Content starts

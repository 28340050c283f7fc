//! Numerical operations.
//!
//! Each aggregation method is implemented as a struct that implements the
//! [Reduction](crate::operation::Reduction) trait. All reductions work column-wise over the
//! rows matched under a hierarchy node and skip missing (NaN) cells.

use crate::operation::Reduction;

use ndarray::{Array1, ArrayView2, Axis};
use ndarray_stats::{interpolate::Midpoint, QuantileExt};
use noisy_float::types::n64;

/// Sum each column over rows, counting the defined cells.
fn sum_and_count(rows: ArrayView2<f64>) -> Array1<(f64, usize)> {
    rows.fold_axis(Axis(0), (0.0, 0), |(sum, count), val| {
        if val.is_nan() {
            (*sum, *count)
        } else {
            (*sum + *val, count + 1)
        }
    })
}

/// Return the sum of the rows.
pub struct Sum {}

impl Reduction for Sum {
    fn reduce(rows: ArrayView2<f64>) -> Array1<f64> {
        sum_and_count(rows).mapv(|(sum, count)| if count == 0 { f64::NAN } else { sum })
    }
}

/// Return the arithmetic mean of the rows.
pub struct Mean {}

impl Reduction for Mean {
    fn reduce(rows: ArrayView2<f64>) -> Array1<f64> {
        sum_and_count(rows).mapv(|(sum, count)| {
            if count == 0 {
                f64::NAN
            } else {
                sum / count as f64
            }
        })
    }
}

/// Return the minimum of the rows.
pub struct Min {}

impl Reduction for Min {
    fn reduce(rows: ArrayView2<f64>) -> Array1<f64> {
        // min_skipnan yields NaN for a column with no defined values.
        rows.map_axis(Axis(0), |column| *column.min_skipnan())
    }
}

/// Return the maximum of the rows.
pub struct Max {}

impl Reduction for Max {
    fn reduce(rows: ArrayView2<f64>) -> Array1<f64> {
        rows.map_axis(Axis(0), |column| *column.max_skipnan())
    }
}

/// Return the median of the rows.
///
/// For an even number of defined cells the two central values are averaged.
pub struct Median {}

impl Reduction for Median {
    fn reduce(rows: ArrayView2<f64>) -> Array1<f64> {
        let ncols = rows.ncols();
        let mut rows = rows.to_owned();
        rows.quantile_axis_skipnan_mut(Axis(0), n64(0.5), &Midpoint)
            // Only fails for zero rows, where every column is undefined.
            .unwrap_or_else(|_| Array1::from_elem(ncols, f64::NAN))
    }
}

#[cfg(test)]
mod tests {
    use super::*;

    use ndarray::{array, Array2};

    const NAN: f64 = f64::NAN;

    /// Compare reduction results, treating NaN as equal to NaN.
    fn assert_row_eq(expected: Array1<f64>, actual: Array1<f64>) {
        assert_eq!(expected.len(), actual.len(), "{} != {}", expected, actual);
        for (e, a) in expected.iter().zip(actual.iter()) {
            assert!(
                (e.is_nan() && a.is_nan()) || e == a,
                "{} != {}",
                expected,
                actual
            );
        }
    }

    fn test_rows() -> Array2<f64> {
        array![[1.0, NAN, NAN], [4.0, 2.0, NAN], [2.0, NAN, NAN], [7.0, 8.0, NAN]]
    }

    #[test]
    fn sum_rows() {
        assert_row_eq(array![14.0, 10.0, NAN], Sum::reduce(test_rows().view()));
    }

    #[test]
    fn sum_single_row() {
        let rows = array![[1.5, NAN]];
        assert_row_eq(array![1.5, NAN], Sum::reduce(rows.view()));
    }

    #[test]
    fn sum_infinity() {
        let rows = array![[1.0], [f64::INFINITY]];
        assert_row_eq(array![f64::INFINITY], Sum::reduce(rows.view()));
    }

    #[test]
    fn sum_zero_rows() {
        let rows = Array2::<f64>::zeros((0, 2));
        assert_row_eq(array![NAN, NAN], Sum::reduce(rows.view()));
    }

    #[test]
    fn mean_rows() {
        assert_row_eq(array![3.5, 5.0, NAN], Mean::reduce(test_rows().view()));
    }

    #[test]
    fn mean_zero_rows() {
        let rows = Array2::<f64>::zeros((0, 1));
        assert_row_eq(array![NAN], Mean::reduce(rows.view()));
    }

    #[test]
    fn min_rows() {
        assert_row_eq(array![1.0, 2.0, NAN], Min::reduce(test_rows().view()));
    }

    #[test]
    fn min_nan_first() {
        let rows = array![[NAN], [3.0], [-1.0]];
        assert_row_eq(array![-1.0], Min::reduce(rows.view()));
    }

    #[test]
    fn max_rows() {
        assert_row_eq(array![7.0, 8.0, NAN], Max::reduce(test_rows().view()));
    }

    #[test]
    fn max_infinity_first() {
        let rows = array![[f64::INFINITY], [1.0]];
        assert_row_eq(array![f64::INFINITY], Max::reduce(rows.view()));
    }

    #[test]
    fn median_rows() {
        // Column 0 sorted: 1, 2, 4, 7.
        assert_row_eq(array![3.0, 5.0, NAN], Median::reduce(test_rows().view()));
    }

    #[test]
    fn median_odd_count() {
        let rows = array![[5.0], [1.0], [3.0]];
        assert_row_eq(array![3.0], Median::reduce(rows.view()));
    }

    #[test]
    fn median_zero_rows() {
        let rows = Array2::<f64>::zeros((0, 2));
        assert_row_eq(array![NAN, NAN], Median::reduce(rows.view()));
    }

    #[test]
    fn reductions_do_not_modify_input() {
        let rows = test_rows();
        let before = rows.clone();
        Median::reduce(rows.view());
        assert_eq!(before.mapv(f64::to_bits), rows.mapv(f64::to_bits));
    }
}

Content ends

▶ WHAT IS BEING ASKED: Count how many lines of the listing include "over". Nothing but the number is wanted.

▶ ANSWER BOX: 2